*** Opening of Supplied data ***

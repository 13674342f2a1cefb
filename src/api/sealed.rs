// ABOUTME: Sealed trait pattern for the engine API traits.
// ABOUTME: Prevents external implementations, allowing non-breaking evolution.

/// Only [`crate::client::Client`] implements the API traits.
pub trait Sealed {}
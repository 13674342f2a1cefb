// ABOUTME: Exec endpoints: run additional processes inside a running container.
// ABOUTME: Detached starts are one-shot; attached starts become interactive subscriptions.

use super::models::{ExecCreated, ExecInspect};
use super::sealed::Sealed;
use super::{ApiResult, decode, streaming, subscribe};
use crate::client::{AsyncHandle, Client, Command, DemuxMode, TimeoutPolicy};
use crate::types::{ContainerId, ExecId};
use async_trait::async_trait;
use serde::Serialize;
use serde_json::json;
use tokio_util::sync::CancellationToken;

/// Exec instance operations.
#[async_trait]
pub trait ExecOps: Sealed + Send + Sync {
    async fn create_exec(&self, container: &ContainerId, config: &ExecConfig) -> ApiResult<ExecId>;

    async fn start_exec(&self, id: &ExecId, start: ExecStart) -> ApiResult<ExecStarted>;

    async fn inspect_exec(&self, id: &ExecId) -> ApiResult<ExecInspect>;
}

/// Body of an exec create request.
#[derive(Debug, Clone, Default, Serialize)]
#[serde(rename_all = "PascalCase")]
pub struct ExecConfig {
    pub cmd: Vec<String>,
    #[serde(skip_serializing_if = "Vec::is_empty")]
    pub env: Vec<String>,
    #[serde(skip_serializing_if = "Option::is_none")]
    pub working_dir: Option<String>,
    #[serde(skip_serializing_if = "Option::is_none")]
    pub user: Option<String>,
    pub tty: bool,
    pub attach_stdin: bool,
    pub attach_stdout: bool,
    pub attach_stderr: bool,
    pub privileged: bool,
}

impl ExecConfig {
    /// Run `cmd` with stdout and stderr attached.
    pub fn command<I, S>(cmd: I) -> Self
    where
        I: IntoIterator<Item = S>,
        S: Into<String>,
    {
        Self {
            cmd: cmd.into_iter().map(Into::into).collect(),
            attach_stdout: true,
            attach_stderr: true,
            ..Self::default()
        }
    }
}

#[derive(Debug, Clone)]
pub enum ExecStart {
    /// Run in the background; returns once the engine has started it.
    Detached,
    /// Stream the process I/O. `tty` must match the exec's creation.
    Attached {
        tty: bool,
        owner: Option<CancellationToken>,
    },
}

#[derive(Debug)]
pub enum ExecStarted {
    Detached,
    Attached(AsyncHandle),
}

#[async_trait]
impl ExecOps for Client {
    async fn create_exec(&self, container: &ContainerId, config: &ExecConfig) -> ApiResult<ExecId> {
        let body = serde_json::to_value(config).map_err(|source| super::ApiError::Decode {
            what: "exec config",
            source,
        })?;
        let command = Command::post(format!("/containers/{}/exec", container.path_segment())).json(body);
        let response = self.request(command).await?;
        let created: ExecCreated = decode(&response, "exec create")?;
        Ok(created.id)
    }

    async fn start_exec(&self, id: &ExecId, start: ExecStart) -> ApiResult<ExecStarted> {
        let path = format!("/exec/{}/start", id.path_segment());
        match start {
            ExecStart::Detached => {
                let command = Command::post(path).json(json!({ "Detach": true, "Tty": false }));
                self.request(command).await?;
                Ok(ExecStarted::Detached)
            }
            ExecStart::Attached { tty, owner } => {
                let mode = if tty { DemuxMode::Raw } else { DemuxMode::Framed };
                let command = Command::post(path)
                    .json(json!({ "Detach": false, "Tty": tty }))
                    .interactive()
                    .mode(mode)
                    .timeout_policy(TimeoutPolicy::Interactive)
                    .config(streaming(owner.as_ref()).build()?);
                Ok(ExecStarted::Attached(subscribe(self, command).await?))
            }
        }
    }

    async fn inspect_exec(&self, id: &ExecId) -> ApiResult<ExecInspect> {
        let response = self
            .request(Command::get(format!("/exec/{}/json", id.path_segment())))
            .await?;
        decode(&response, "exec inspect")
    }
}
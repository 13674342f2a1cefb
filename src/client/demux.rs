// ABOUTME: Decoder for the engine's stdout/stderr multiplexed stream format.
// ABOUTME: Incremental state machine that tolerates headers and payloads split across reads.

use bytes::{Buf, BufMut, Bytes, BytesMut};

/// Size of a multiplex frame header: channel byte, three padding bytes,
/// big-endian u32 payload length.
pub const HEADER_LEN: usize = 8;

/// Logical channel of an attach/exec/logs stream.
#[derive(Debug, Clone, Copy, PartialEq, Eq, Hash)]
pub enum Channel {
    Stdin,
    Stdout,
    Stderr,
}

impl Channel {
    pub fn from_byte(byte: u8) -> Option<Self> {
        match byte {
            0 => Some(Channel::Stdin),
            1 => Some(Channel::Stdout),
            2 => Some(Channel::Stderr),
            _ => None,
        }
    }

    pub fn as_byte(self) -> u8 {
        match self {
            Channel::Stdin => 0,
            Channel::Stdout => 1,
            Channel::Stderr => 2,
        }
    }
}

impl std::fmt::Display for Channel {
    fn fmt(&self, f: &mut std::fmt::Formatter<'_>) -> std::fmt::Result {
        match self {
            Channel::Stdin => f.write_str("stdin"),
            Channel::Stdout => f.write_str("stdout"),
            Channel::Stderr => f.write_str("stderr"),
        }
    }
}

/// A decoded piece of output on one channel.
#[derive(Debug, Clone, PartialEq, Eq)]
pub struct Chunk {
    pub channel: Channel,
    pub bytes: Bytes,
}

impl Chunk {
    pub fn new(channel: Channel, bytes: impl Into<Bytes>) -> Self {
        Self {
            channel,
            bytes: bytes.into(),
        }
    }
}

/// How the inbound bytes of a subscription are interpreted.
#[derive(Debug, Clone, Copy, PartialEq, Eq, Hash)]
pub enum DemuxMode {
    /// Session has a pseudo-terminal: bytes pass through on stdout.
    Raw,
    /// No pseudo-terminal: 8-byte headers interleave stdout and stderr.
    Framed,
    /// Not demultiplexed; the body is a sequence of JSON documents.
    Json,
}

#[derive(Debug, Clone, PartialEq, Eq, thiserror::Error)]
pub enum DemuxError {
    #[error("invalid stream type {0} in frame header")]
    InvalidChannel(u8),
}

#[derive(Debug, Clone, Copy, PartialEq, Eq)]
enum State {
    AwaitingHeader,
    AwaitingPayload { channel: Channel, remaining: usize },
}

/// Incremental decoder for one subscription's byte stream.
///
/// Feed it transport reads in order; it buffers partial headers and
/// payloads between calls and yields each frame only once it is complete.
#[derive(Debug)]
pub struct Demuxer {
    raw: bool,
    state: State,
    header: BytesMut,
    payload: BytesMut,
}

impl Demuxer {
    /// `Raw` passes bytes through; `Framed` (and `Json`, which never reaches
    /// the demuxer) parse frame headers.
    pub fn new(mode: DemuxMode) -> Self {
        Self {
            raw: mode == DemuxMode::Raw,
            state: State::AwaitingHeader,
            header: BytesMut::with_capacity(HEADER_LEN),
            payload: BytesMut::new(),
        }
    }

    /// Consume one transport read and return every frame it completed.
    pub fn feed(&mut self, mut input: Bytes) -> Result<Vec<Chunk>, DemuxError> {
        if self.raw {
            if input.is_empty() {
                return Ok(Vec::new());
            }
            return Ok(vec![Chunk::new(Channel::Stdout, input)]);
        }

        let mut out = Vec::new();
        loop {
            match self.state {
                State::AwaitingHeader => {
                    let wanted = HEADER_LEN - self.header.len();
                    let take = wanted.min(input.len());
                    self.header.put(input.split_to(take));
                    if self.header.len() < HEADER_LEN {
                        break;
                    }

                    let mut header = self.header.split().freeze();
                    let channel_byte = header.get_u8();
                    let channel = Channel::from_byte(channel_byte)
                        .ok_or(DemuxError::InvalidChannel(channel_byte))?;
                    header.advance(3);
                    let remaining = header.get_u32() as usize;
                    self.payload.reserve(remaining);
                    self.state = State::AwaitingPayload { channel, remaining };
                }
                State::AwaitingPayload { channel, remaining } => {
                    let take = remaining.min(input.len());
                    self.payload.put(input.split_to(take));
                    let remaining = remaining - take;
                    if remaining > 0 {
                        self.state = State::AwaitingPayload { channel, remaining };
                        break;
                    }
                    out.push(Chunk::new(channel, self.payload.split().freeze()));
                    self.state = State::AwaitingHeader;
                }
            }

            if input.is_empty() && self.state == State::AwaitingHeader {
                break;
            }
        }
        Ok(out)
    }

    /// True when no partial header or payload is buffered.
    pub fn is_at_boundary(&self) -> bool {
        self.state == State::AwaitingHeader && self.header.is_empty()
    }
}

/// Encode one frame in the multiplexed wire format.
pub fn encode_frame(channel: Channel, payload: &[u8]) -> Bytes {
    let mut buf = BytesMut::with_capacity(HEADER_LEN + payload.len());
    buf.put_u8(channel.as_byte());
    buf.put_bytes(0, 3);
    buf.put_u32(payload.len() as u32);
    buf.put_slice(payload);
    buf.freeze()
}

*** Close of Supplied data ***

• Activity: Say how many lines of the data include the word "AwaitingHeader". Nothing other than the number should be given.

• Task response: 6